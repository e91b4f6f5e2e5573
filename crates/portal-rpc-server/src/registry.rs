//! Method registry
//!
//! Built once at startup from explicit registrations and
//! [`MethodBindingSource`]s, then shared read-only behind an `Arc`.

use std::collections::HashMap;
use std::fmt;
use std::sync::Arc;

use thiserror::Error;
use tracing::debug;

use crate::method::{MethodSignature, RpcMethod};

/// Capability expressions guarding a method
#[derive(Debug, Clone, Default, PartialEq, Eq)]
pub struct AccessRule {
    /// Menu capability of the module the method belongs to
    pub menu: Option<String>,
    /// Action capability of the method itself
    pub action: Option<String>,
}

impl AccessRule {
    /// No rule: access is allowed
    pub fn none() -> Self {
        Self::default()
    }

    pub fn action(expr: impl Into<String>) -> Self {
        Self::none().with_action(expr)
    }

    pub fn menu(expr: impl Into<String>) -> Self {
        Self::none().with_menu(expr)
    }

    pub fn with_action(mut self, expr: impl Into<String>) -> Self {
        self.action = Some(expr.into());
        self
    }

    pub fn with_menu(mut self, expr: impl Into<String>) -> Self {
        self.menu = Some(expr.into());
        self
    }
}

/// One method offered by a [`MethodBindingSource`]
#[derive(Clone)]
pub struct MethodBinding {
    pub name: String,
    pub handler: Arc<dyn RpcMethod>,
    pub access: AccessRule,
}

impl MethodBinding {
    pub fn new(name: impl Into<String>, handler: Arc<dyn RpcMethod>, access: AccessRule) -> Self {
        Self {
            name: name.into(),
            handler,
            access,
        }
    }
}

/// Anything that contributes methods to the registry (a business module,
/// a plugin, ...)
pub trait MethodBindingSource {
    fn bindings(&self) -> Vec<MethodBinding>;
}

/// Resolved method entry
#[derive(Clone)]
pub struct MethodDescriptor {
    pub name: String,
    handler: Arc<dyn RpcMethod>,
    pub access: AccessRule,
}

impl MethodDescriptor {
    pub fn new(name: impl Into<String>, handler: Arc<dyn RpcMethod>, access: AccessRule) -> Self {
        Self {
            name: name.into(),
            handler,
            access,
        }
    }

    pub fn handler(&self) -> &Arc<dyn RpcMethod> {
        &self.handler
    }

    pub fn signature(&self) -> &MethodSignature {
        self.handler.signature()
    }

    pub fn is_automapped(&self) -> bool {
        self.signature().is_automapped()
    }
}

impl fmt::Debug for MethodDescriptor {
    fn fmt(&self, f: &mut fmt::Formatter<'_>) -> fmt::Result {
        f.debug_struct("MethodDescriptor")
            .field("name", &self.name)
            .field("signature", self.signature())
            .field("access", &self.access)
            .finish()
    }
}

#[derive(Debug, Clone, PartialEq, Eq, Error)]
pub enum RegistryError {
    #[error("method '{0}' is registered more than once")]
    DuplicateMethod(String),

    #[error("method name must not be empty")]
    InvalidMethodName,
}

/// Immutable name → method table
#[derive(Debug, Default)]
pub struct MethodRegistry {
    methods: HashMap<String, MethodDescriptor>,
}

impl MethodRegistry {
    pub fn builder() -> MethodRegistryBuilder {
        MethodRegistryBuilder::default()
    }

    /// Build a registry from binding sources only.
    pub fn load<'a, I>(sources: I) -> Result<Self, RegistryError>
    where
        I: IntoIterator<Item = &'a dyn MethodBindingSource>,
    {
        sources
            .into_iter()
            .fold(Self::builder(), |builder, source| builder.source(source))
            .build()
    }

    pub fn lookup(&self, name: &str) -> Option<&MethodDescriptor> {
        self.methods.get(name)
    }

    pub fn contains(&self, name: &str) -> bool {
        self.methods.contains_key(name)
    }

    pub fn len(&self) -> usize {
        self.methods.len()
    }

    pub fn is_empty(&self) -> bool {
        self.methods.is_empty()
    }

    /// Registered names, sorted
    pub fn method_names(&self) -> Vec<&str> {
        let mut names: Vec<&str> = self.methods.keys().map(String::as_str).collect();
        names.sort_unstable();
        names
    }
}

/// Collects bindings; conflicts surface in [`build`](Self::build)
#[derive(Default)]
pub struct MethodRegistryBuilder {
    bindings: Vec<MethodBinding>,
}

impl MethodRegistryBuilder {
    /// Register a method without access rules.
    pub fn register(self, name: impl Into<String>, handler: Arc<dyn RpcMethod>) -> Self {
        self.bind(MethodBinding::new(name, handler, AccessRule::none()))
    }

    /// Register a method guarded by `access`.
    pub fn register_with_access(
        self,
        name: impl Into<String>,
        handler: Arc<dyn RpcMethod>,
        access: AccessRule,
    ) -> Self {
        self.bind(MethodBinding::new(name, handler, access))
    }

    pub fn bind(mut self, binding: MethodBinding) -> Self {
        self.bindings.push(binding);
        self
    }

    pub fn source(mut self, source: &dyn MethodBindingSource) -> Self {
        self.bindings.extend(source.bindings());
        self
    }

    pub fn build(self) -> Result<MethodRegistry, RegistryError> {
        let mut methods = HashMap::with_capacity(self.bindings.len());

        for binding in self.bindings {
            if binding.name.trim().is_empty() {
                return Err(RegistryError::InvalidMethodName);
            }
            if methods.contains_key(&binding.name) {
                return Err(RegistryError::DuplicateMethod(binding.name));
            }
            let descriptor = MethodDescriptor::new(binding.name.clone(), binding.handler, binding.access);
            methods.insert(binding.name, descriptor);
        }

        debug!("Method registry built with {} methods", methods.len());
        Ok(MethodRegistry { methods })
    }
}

==

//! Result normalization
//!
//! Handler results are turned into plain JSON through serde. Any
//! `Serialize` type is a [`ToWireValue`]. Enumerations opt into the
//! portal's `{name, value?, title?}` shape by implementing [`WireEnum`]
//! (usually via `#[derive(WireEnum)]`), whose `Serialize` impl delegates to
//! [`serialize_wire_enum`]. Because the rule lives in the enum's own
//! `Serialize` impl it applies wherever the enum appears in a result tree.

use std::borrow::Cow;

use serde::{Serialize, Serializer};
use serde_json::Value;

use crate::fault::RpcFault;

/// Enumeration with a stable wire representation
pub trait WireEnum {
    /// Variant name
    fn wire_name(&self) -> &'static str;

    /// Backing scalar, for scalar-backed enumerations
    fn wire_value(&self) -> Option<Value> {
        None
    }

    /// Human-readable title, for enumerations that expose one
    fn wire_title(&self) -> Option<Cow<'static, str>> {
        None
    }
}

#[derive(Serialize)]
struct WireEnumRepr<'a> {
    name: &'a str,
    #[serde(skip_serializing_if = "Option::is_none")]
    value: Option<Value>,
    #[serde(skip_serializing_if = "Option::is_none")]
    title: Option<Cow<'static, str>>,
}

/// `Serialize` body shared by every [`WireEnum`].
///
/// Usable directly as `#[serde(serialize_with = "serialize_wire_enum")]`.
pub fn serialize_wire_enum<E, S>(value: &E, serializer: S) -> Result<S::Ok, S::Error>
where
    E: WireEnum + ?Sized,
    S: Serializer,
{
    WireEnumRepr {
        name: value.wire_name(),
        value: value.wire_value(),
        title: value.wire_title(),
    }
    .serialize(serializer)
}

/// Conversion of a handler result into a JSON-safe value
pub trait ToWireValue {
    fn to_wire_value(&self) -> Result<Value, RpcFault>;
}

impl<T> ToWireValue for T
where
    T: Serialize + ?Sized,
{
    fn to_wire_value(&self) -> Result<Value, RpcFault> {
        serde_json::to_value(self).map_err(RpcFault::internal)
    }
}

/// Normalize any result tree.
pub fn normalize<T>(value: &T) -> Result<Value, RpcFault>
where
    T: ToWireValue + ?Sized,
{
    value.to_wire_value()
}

■ YOUR TASK
Take the lines above from the one containing "access is allowed" down to the one containing "pub trait MethodBindingSource", and transcribe them exactly, both ends included.

■ RESPONSE
    /// No rule: access is allowed
    pub fn none() -> Self {
        Self::default()
    }

    pub fn action(expr: impl Into<String>) -> Self {
        Self::none().with_action(expr)
    }

    pub fn menu(expr: impl Into<String>) -> Self {
        Self::none().with_menu(expr)
    }

    pub fn with_action(mut self, expr: impl Into<String>) -> Self {
        self.action = Some(expr.into());
        self
    }

    pub fn with_menu(mut self, expr: impl Into<String>) -> Self {
        self.menu = Some(expr.into());
        self
    }
}

/// One method offered by a [`MethodBindingSource`]
#[derive(Clone)]
pub struct MethodBinding {
    pub name: String,
    pub handler: Arc<dyn RpcMethod>,
    pub access: AccessRule,
}

impl MethodBinding {
    pub fn new(name: impl Into<String>, handler: Arc<dyn RpcMethod>, access: AccessRule) -> Self {
        Self {
            name: name.into(),
            handler,
            access,
        }
    }
}

/// Anything that contributes methods to the registry (a business module,
/// a plugin, ...)
pub trait MethodBindingSource {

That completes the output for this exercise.